Previous research has found that heritage speakers of Spanish sometimes extend canonically third-person singular (3PS) verbal morphology to first-person singular (1PS) subjects, a pattern that has been reported with both children and adults across a variety of different verbal paradigms (e.g., preterite). However, despite clear evidence of 3PS extensions in heritage Spanish, no previous research has systematically investigated the factors that shape this common, yet still poorly understood morphological tendency. To test whether heritage speakers’ likelihood of extending 3PS forms is shaped by paradigmatic frequency, the present study investigated adult heritage speakers’ production and comprehension of person agreement in the present perfect paradigm, which is relatively low frequency in Latin American/US varieties of Spanish, and the preterite paradigm, which is relatively much more frequent. 30 adult heritage speakers of Latin American/US Spanish completed two oral production tasks and one listening comprehension task, all of which targeted their knowledge of 1PS and 3PS morphology in both the present perfect and preterite paradigms. Results of the production experiments revealed that heritage speakers were far more likely to extend 3PS morphology to 1PS subjects in the present perfect paradigm than in the preterite paradigm, an asymmetry that we attribute to the lower relative frequency of present perfect verb forms. In the comprehension task, participants performed similarly by extending 1PS readings to canonically 3PS inflections more often in the present perfect than in the preterite. Together, these novel results indicate that heritage speakers are more likely to extend 3PS inflections in the paradigms that they use less, a finding with key implications for our understanding of how language experience shapes the variable morphological systems that heritage speakers develop.
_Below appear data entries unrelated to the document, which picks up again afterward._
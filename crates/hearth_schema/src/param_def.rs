//! # Parameter Definitions
//!
//! A `[params.<name>]` table in an actor schema describes one parameter:
//! its type, bounds and default.
//!
//! ```toml
//! [params.speed]
//! type = "float"
//! description = "Units per second"
//! default = 2.5
//! minimum = 0.0
//! maximum = 10.0
//! step = 0.5
//!
//! [params.damage]
//! type = "int"
//! options = "damage_type"
//! default = "fire"
//! ```
//!
//! A table with `options` always becomes an option parameter, whatever its
//! declared `type`; its default is a label looked up in the named list once
//! the class graph is resolved.
//!
//! ## Fallbacks
//!
//! | type   | minimum      | maximum      | default | other            |
//! |--------|--------------|--------------|---------|------------------|
//! | byte   | 0            | 255          | 0       |                  |
//! | int    | `i32::MIN`   | `i32::MAX`   | 0       |                  |
//! | float  | `f32::MIN`   | `f32::MAX`   | 0.0     | step 0.1         |
//! | bool   |              |              | false   |                  |
//! | string |              |              | ""      | hint `none`      |
//! | color  |              |              | white   | alpha `false`    |
//!
//! A fallback default outside the declared range is clamped into it.

use std::fmt;

use hearth_core::{Color, Param, ParamType};
use serde::Deserialize;
use toml::{Table, Value};

use crate::error::{SchemaError, SchemaResult};
use crate::fields::{deserialize_table, parse_type, to_bool, to_byte, to_color, to_float, to_int, to_str};
use crate::options::{OptionId, OptionRegistry};

/// What a string parameter refers to, for editor pickers.
#[derive(Clone, Copy, Debug, Default, PartialEq, Eq, Hash, Deserialize)]
#[serde(rename_all = "lowercase")]
pub enum StringHint {
    /// Free text
    #[default]
    None,
    /// Texture asset path
    Texture,
    /// Model asset path
    Model,
    /// Sound asset path
    Sound,
    /// Name of another actor in the level
    Actor,
    /// Material name
    Material,
}

impl StringHint {
    /// Schema name of this hint.
    #[must_use]
    pub const fn name(self) -> &'static str {
        match self {
            Self::None => "none",
            Self::Texture => "texture",
            Self::Model => "model",
            Self::Sound => "sound",
            Self::Actor => "actor",
            Self::Material => "material",
        }
    }
}

impl fmt::Display for StringHint {
    fn fmt(&self, f: &mut fmt::Formatter<'_>) -> fmt::Result {
        f.write_str(self.name())
    }
}

/// Variant-specific part of a [`ParamDefinition`].
#[derive(Clone, Debug, PartialEq)]
pub enum ParamKind {
    /// Unsigned byte in `min..=max`
    Byte {
        /// Lower bound
        min: u8,
        /// Upper bound
        max: u8,
        /// Default value
        default: u8,
    },
    /// Signed integer in `min..=max`
    Int {
        /// Lower bound
        min: i32,
        /// Upper bound
        max: i32,
        /// Default value
        default: i32,
    },
    /// Float in `min..=max`
    Float {
        /// Lower bound
        min: f32,
        /// Upper bound
        max: f32,
        /// Default value
        default: f32,
        /// Editor increment
        step: f32,
    },
    /// Boolean
    Bool {
        /// Default value
        default: bool,
    },
    /// String with an editor hint
    String {
        /// Default value
        default: String,
        /// What the string names
        hint: StringHint,
    },
    /// Color
    Color {
        /// Default value
        default: Color,
        /// Whether editors expose the alpha channel
        alpha: bool,
    },
    /// One label out of a named option list
    Option {
        /// Option list name
        list_name: String,
        /// Handle into the option registry, set by resolution
        resolved: Option<OptionId>,
        /// Default label (empty = first label of the list)
        default_label: String,
    },
}

/// One named parameter of an actor class.
#[derive(Clone, Debug, PartialEq)]
pub struct ParamDefinition {
    /// Value type; for option params, the list's value type once resolved
    pub param_type: ParamType,
    /// Editor description
    pub description: String,
    /// Variant data
    pub kind: ParamKind,
}

/// A `[params.<name>]` table as written.
///
/// `default`, `minimum`, `maximum` and `step` stay untyped until `type` (or
/// `options`) says how to read them.
#[derive(Debug, Default, Deserialize)]
#[serde(default)]
pub(crate) struct RawParam {
    r#type: Option<String>,
    description: String,
    default: Option<Value>,
    minimum: Option<Value>,
    maximum: Option<Value>,
    step: Option<Value>,
    options: Option<String>,
    hint: StringHint,
    alpha: bool,
}

fn optional<T>(
    key: &str,
    value: Option<&Value>,
    convert: impl Fn(&str, &Value) -> SchemaResult<T>,
) -> SchemaResult<Option<T>> {
    value.map(|value| convert(key, value)).transpose()
}

fn to_string(key: &str, value: &Value) -> SchemaResult<String> {
    to_str(key, value).map(str::to_owned)
}

fn check_range<T: PartialOrd + fmt::Display>(min: T, max: T, default: T) -> SchemaResult<()> {
    if min > max {
        return Err(SchemaError::IncorrectFormat(format!(
            "minimum {min} is greater than maximum {max}"
        )));
    }
    if default < min || default > max {
        return Err(SchemaError::IncorrectFormat(format!(
            "default {default} is outside {min}..={max}"
        )));
    }
    Ok(())
}

impl ParamDefinition {
    /// Parses a `[params.<name>]` table.
    ///
    /// # Errors
    ///
    /// Returns `IncorrectFormat` for a missing or unknown `type`, a field of
    /// the wrong TOML type, an out-of-range number, an unknown hint or an
    /// inverted range.
    pub fn from_schema(table: &Table) -> SchemaResult<Self> {
        Self::from_raw(deserialize_table("param", table)?)
    }

    pub(crate) fn from_raw(raw: RawParam) -> SchemaResult<Self> {
        let RawParam {
            r#type,
            description,
            default,
            minimum,
            maximum,
            step,
            options,
            hint,
            alpha,
        } = raw;
        let default = default.as_ref();

        // `type` is advisory here; resolution replaces it with the list's type
        if let Some(list_name) = options {
            let default_label = optional("default", default, to_string)?.unwrap_or_default();
            return Ok(Self {
                param_type: r#type
                    .as_deref()
                    .and_then(ParamType::from_name)
                    .unwrap_or(ParamType::None),
                description,
                kind: ParamKind::Option {
                    list_name,
                    resolved: None,
                    default_label,
                },
            });
        }

        let param_type = parse_type(
            r#type
                .as_deref()
                .ok_or_else(|| SchemaError::IncorrectFormat("param is missing `type`".into()))?,
        )?;
        let (minimum, maximum) = (minimum.as_ref(), maximum.as_ref());

        let kind = match param_type {
            ParamType::Byte => {
                let min = optional("minimum", minimum, to_byte)?.unwrap_or(u8::MIN);
                let max = optional("maximum", maximum, to_byte)?.unwrap_or(u8::MAX);
                let default = optional("default", default, to_byte)?.unwrap_or(0u8.clamp(min, max.max(min)));
                check_range(min, max, default)?;
                ParamKind::Byte { min, max, default }
            }
            ParamType::Int => {
                let min = optional("minimum", minimum, to_int)?.unwrap_or(i32::MIN);
                let max = optional("maximum", maximum, to_int)?.unwrap_or(i32::MAX);
                let default = optional("default", default, to_int)?.unwrap_or(0i32.clamp(min, max.max(min)));
                check_range(min, max, default)?;
                ParamKind::Int { min, max, default }
            }
            ParamType::Float => {
                let min = optional("minimum", minimum, to_float)?.unwrap_or(f32::MIN);
                let max = optional("maximum", maximum, to_float)?.unwrap_or(f32::MAX);
                let default = optional("default", default, to_float)?.unwrap_or(0.0f32.clamp(min, max.max(min)));
                let step = optional("step", step.as_ref(), to_float)?.unwrap_or(0.1);
                check_range(min, max, default)?;
                if step <= 0.0 {
                    return Err(SchemaError::IncorrectFormat(format!(
                        "step {step} must be positive"
                    )));
                }
                ParamKind::Float {
                    min,
                    max,
                    default,
                    step,
                }
            }
            ParamType::Bool => ParamKind::Bool {
                default: optional("default", default, to_bool)?.unwrap_or(false),
            },
            ParamType::String => ParamKind::String {
                default: optional("default", default, to_string)?.unwrap_or_default(),
                hint,
            },
            ParamType::Color => ParamKind::Color {
                default: optional("default", default, to_color)?.unwrap_or(Color::WHITE),
                alpha,
            },
            ParamType::None => {
                return Err(SchemaError::IncorrectFormat(
                    "param type none carries no value".into(),
                ))
            }
        };

        Ok(Self {
            param_type,
            description,
            kind,
        })
    }

    /// Returns true for option parameters.
    #[must_use]
    pub const fn is_option(&self) -> bool {
        matches!(self.kind, ParamKind::Option { .. })
    }

    /// Materializes the default value.
    ///
    /// Option parameters map their default label through the resolved list;
    /// an empty label picks the list's first entry.
    ///
    /// # Errors
    ///
    /// `Unresolved` for an option parameter that has not been resolved,
    /// `UnknownOptionLabel` if the label is not in the list.
    pub fn default_param(&self, options: &OptionRegistry) -> SchemaResult<Param> {
        Ok(match &self.kind {
            ParamKind::Byte { default, .. } => Param::Byte(*default),
            ParamKind::Int { default, .. } => Param::Int(*default),
            ParamKind::Float { default, .. } => Param::Float(*default),
            ParamKind::Bool { default } => Param::Bool(*default),
            ParamKind::String { default, .. } => Param::String(default.clone()),
            ParamKind::Color { default, .. } => Param::Color(*default),
            ParamKind::Option {
                list_name,
                resolved,
                default_label,
            } => {
                let list = resolved
                    .and_then(|id| options.by_id(id))
                    .ok_or(SchemaError::Unresolved)?;
                if default_label.is_empty() {
                    list.options().next().map_or(Param::None, |(_, value)| value.clone())
                } else {
                    list.get_value(default_label)
                        .cloned()
                        .ok_or_else(|| SchemaError::UnknownOptionLabel {
                            list: list_name.clone(),
                            label: default_label.clone(),
                        })?
                }
            }
        })
    }

    /// Returns true if `value` has the right type and lies within bounds.
    ///
    /// Option parameters accept exactly the values of their list; an
    /// unresolved option parameter accepts nothing.
    #[must_use]
    pub fn accepts(&self, value: &Param, options: &OptionRegistry) -> bool {
        match (&self.kind, value) {
            (ParamKind::Byte { min, max, .. }, Param::Byte(v)) => (min..=max).contains(&v),
            (ParamKind::Int { min, max, .. }, Param::Int(v)) => (min..=max).contains(&v),
            (ParamKind::Float { min, max, .. }, Param::Float(v)) => {
                v.is_finite() && (min..=max).contains(&v)
            }
            (ParamKind::Bool { .. }, Param::Bool(_))
            | (ParamKind::String { .. }, Param::String(_))
            | (ParamKind::Color { .. }, Param::Color(_)) => true,
            (ParamKind::Option { resolved, .. }, _) => resolved
                .and_then(|id| options.by_id(id))
                .is_some_and(|list| list.find(value).is_some()),
            _ => false,
        }
    }

    /// Clamps a numeric value into bounds.
    ///
    /// Values of another type, and non-numeric kinds, are returned as is.
    #[must_use]
    pub fn clamp(&self, value: Param) -> Param {
        match (&self.kind, value) {
            (ParamKind::Byte { min, max, .. }, Param::Byte(v)) => Param::Byte(v.clamp(*min, *max)),
            (ParamKind::Int { min, max, .. }, Param::Int(v)) => Param::Int(v.clamp(*min, *max)),
            (ParamKind::Float { min, max, default, .. }, Param::Float(v)) => {
                if v.is_nan() {
                    Param::Float(*default)
                } else {
                    Param::Float(v.clamp(*min, *max))
                }
            }
            (ParamKind::Color { alpha: false, .. }, Param::Color(c)) => {
                Param::Color(Color::new(c.r, c.g, c.b, 1.0))
            }
            (_, other) => other,
        }
    }
}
Corresponding author: David Giancaspro, University of Richmond, Richmond, VA, USA, E-mail:

Acknowledgments

We would like to thank Nicky Ramírez-Véliz for his assistance with the creation and conceptualization of our three experimental tasks. Truly, it would not be an exaggeration to say that Nicky’s ideas (and voice recordings) greatly improved the quality of this study. We would also like to thank our participants, who shared their Spanish with us, as well as our three anonymous reviewers, whose insightful comments and questions pushed us to reframe the paper in a less comparative fashion. Finally, we would like to thank José Camacho, Dieter Gunkel, John Lipski, Silvia Perez-Cortes, and Liliana Sánchez for their thoughts, ideas, and suggestions about the 1PS ha phenomenon in heritage Spanish. All remaining errors are our own.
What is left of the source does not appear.